## What you will do:
Nothing in the data should be left out or altered when it is retyped.

## Data entries:
━━━━━━━━━━━━━━━━━━━━━━━━━━━━━━

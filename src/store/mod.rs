// ============================================================================
// Store - Data Access Collaborator
// ============================================================================
//
// Every service reads and writes records through the `Store` trait. Two
// backends are provided:
// - memory  : tokio RwLock over insertion-ordered collections
// - scylla  : ScyllaDB session, one table per collection
//
// Uniqueness (discount code, kitchen name, idempotency key) is enforced by the
// backend on insert so callers never race a separate existence check.
//
// ============================================================================

mod memory;
mod scylla_store;

pub use memory::MemoryStore;
pub use scylla_store::ScyllaStore;

use async_trait::async_trait;
use uuid::Uuid;

use crate::domain::discount::Discount;
use crate::domain::order::{OrderAggregate, OrderEvent};
use crate::event_sourcing::EventEnvelope;
use crate::models::{Kitchen, MenuItem, PaymentTransaction, User};

#[derive(Debug, thiserror::Error)]
pub enum StoreError {
    /// A uniqueness constraint rejected the insert
    #[error("{entity} already exists: {key}")]
    AlreadyExists { entity: &'static str, key: String },

    #[error("Concurrency conflict on {entity} {id}: expected version {expected}, found {actual}")]
    Conflict {
        entity: &'static str,
        id: Uuid,
        expected: i64,
        actual: i64,
    },

    #[error("Stored {entity} is malformed: {reason}")]
    Malformed { entity: &'static str, reason: String },

    #[error("Store backend failure: {0}")]
    Backend(#[source] anyhow::Error),
}

impl StoreError {
    pub fn is_already_exists(&self) -> bool {
        matches!(self, StoreError::AlreadyExists { .. })
    }
}

pub type StoreResult<T> = Result<T, StoreError>;

#[async_trait]
pub trait Store: Send + Sync {
    /// Cheap round trip used by health checks
    async fn ping(&self) -> StoreResult<()>;

    // --- kitchens ---------------------------------------------------------

    /// Fails with `AlreadyExists` when the case-insensitive name is taken
    async fn insert_kitchen(&self, kitchen: &Kitchen) -> StoreResult<()>;
    async fn get_kitchen(&self, id: Uuid) -> StoreResult<Option<Kitchen>>;
    /// Ordered by creation
    async fn list_kitchens(&self) -> StoreResult<Vec<Kitchen>>;

    // --- menu items -------------------------------------------------------

    async fn insert_menu_item(&self, item: &MenuItem) -> StoreResult<()>;
    /// Inserts every item or none of them
    async fn insert_menu_items(&self, items: &[MenuItem]) -> StoreResult<()>;
    async fn get_menu_item(&self, id: Uuid) -> StoreResult<Option<MenuItem>>;
    /// Single consistent read; unknown ids are simply absent from the result
    async fn get_menu_items(&self, ids: &[Uuid]) -> StoreResult<Vec<MenuItem>>;
    async fn list_menu_items(&self, kitchen_id: Uuid) -> StoreResult<Vec<MenuItem>>;
    /// Returns false when the item does not exist
    async fn update_menu_item(&self, item: &MenuItem) -> StoreResult<bool>;
    /// Returns false when the item does not exist
    async fn delete_menu_item(&self, id: Uuid) -> StoreResult<bool>;

    // --- orders -----------------------------------------------------------

    /// Writes the order snapshot and its first events in one step
    async fn insert_order(&self, order: &OrderAggregate, events: &[EventEnvelope<OrderEvent>]) -> StoreResult<()>;
    /// Replaces the snapshot if the stored version equals `expected_version`
    async fn update_order(
        &self,
        order: &OrderAggregate,
        expected_version: i64,
        events: &[EventEnvelope<OrderEvent>],
    ) -> StoreResult<()>;
    async fn get_order(&self, id: Uuid) -> StoreResult<Option<OrderAggregate>>;
    /// Newest first
    async fn list_orders_by_kitchen(&self, kitchen_id: Uuid) -> StoreResult<Vec<OrderAggregate>>;
    /// Sequence order
    async fn load_order_events(&self, order_id: Uuid) -> StoreResult<Vec<EventEnvelope<OrderEvent>>>;

    // --- discounts --------------------------------------------------------

    /// Fails with `AlreadyExists` when the code is taken (exact match)
    async fn insert_discount(&self, discount: &Discount) -> StoreResult<()>;
    async fn find_discount_by_code(&self, code: &str) -> StoreResult<Option<Discount>>;
    async fn list_discounts(&self) -> StoreResult<Vec<Discount>>;

    // --- users ------------------------------------------------------------

    /// Fails with `AlreadyExists` when the email is taken
    async fn insert_user(&self, user: &User) -> StoreResult<()>;
    /// Replaces the user stored under the same email
    async fn update_user(&self, user: &User) -> StoreResult<()>;
    async fn find_user_by_email(&self, email: &str) -> StoreResult<Option<User>>;

    // --- payment transactions ---------------------------------------------

    /// Fails with `AlreadyExists` when the idempotency key was used before
    async fn insert_transaction(&self, transaction: &PaymentTransaction) -> StoreResult<()>;
    async fn update_transaction(&self, transaction: &PaymentTransaction) -> StoreResult<bool>;
    async fn get_transaction(&self, id: Uuid) -> StoreResult<Option<PaymentTransaction>>;
    async fn find_transaction_by_key(&self, idempotency_key: &str) -> StoreResult<Option<PaymentTransaction>>;
    /// Ordered by creation
    async fn list_transactions_by_kitchen(&self, kitchen_id: Uuid) -> StoreResult<Vec<PaymentTransaction>>;
}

━━━━━━━━━━━━━━━━━━━━━━━━━━━━━━

## Exercise solution:
filename src/store/mod.rs
// ============================================================================
// Store - Data Access Collaborator
// ============================================================================
//
// Every service reads and writes records through the `Store` trait. Two
// backends are provided:
// - memory  : tokio RwLock over insertion-ordered collections
// - scylla  : ScyllaDB session, one table per collection
//
// Uniqueness (discount code, kitchen name, idempotency key) is enforced by the
// backend on insert so callers never race a separate existence check.
//
// ============================================================================

mod memory;
mod scylla_store;

pub use memory::MemoryStore;
pub use scylla_store::ScyllaStore;

use async_trait::async_trait;
use uuid::Uuid;

use crate::domain::discount::Discount;
use crate::domain::order::{OrderAggregate, OrderEvent};
use crate::event_sourcing::EventEnvelope;
use crate::models::{Kitchen, MenuItem, PaymentTransaction, User};

#[derive(Debug, thiserror::Error)]
pub enum StoreError {
    /// A uniqueness constraint rejected the insert
    #[error("{entity} already exists: {key}")]
    AlreadyExists { entity: &'static str, key: String },

    #[error("Concurrency conflict on {entity} {id}: expected version {expected}, found {actual}")]
    Conflict {
        entity: &'static str,
        id: Uuid,
        expected: i64,
        actual: i64,
    },

    #[error("Stored {entity} is malformed: {reason}")]
    Malformed { entity: &'static str, reason: String },

    #[error("Store backend failure: {0}")]
    Backend(#[source] anyhow::Error),
}

impl StoreError {
    pub fn is_already_exists(&self) -> bool {
        matches!(self, StoreError::AlreadyExists { .. })
    }
}

pub type StoreResult<T> = Result<T, StoreError>;

#[async_trait]
pub trait Store: Send + Sync {
    /// Cheap round trip used by health checks
    async fn ping(&self) -> StoreResult<()>;

    // --- kitchens ---------------------------------------------------------

    /// Fails with `AlreadyExists` when the case-insensitive name is taken
    async fn insert_kitchen(&self, kitchen: &Kitchen) -> StoreResult<()>;
    async fn get_kitchen(&self, id: Uuid) -> StoreResult<Option<Kitchen>>;
    /// Ordered by creation
    async fn list_kitchens(&self) -> StoreResult<Vec<Kitchen>>;

    // --- menu items -------------------------------------------------------

    async fn insert_menu_item(&self, item: &MenuItem) -> StoreResult<()>;
    /// Inserts every item or none of them
    async fn insert_menu_items(&self, items: &[MenuItem]) -> StoreResult<()>;
    async fn get_menu_item(&self, id: Uuid) -> StoreResult<Option<MenuItem>>;
    /// Single consistent read; unknown ids are simply absent from the result
    async fn get_menu_items(&self, ids: &[Uuid]) -> StoreResult<Vec<MenuItem>>;
    async fn list_menu_items(&self, kitchen_id: Uuid) -> StoreResult<Vec<MenuItem>>;
    /// Returns false when the item does not exist
    async fn update_menu_item(&self, item: &MenuItem) -> StoreResult<bool>;
    /// Returns false when the item does not exist
    async fn delete_menu_item(&self, id: Uuid) -> StoreResult<bool>;

    // --- orders -----------------------------------------------------------

    /// Writes the order snapshot and its first events in one step
    async fn insert_order(&self, order: &OrderAggregate, events: &[EventEnvelope<OrderEvent>]) -> StoreResult<()>;
    /// Replaces the snapshot if the stored version equals `expected_version`
    async fn update_order(
        &self,
        order: &OrderAggregate,
        expected_version: i64,
        events: &[EventEnvelope<OrderEvent>],
    ) -> StoreResult<()>;
    async fn get_order(&self, id: Uuid) -> StoreResult<Option<OrderAggregate>>;
    /// Newest first
    async fn list_orders_by_kitchen(&self, kitchen_id: Uuid) -> StoreResult<Vec<OrderAggregate>>;
    /// Sequence order
    async fn load_order_events(&self, order_id: Uuid) -> StoreResult<Vec<EventEnvelope<OrderEvent>>>;

    // --- discounts --------------------------------------------------------

    /// Fails with `AlreadyExists` when the code is taken (exact match)
    async fn insert_discount(&self, discount: &Discount) -> StoreResult<()>;
    async fn find_discount_by_code(&self, code: &str) -> StoreResult<Option<Discount>>;
    async fn list_discounts(&self) -> StoreResult<Vec<Discount>>;

    // --- users ------------------------------------------------------------

    /// Fails with `AlreadyExists` when the email is taken
    async fn insert_user(&self, user: &User) -> StoreResult<()>;
    /// Replaces the user stored under the same email
    async fn update_user(&self, user: &User) -> StoreResult<()>;
    async fn find_user_by_email(&self, email: &str) -> StoreResult<Option<User>>;

    // --- payment transactions ---------------------------------------------

    /// Fails with `AlreadyExists` when the idempotency key was used before
    async fn insert_transaction(&self, transaction: &PaymentTransaction) -> StoreResult<()>;
    async fn update_transaction(&self, transaction: &PaymentTransaction) -> StoreResult<bool>;
    async fn get_transaction(&self, id: Uuid) -> StoreResult<Option<PaymentTransaction>>;
    async fn find_transaction_by_key(&self, idempotency_key: &str) -> StoreResult<Option<PaymentTransaction>>;
    /// Ordered by creation
    async fn list_transactions_by_kitchen(&self, kitchen_id: Uuid) -> StoreResult<Vec<PaymentTransaction>>;
}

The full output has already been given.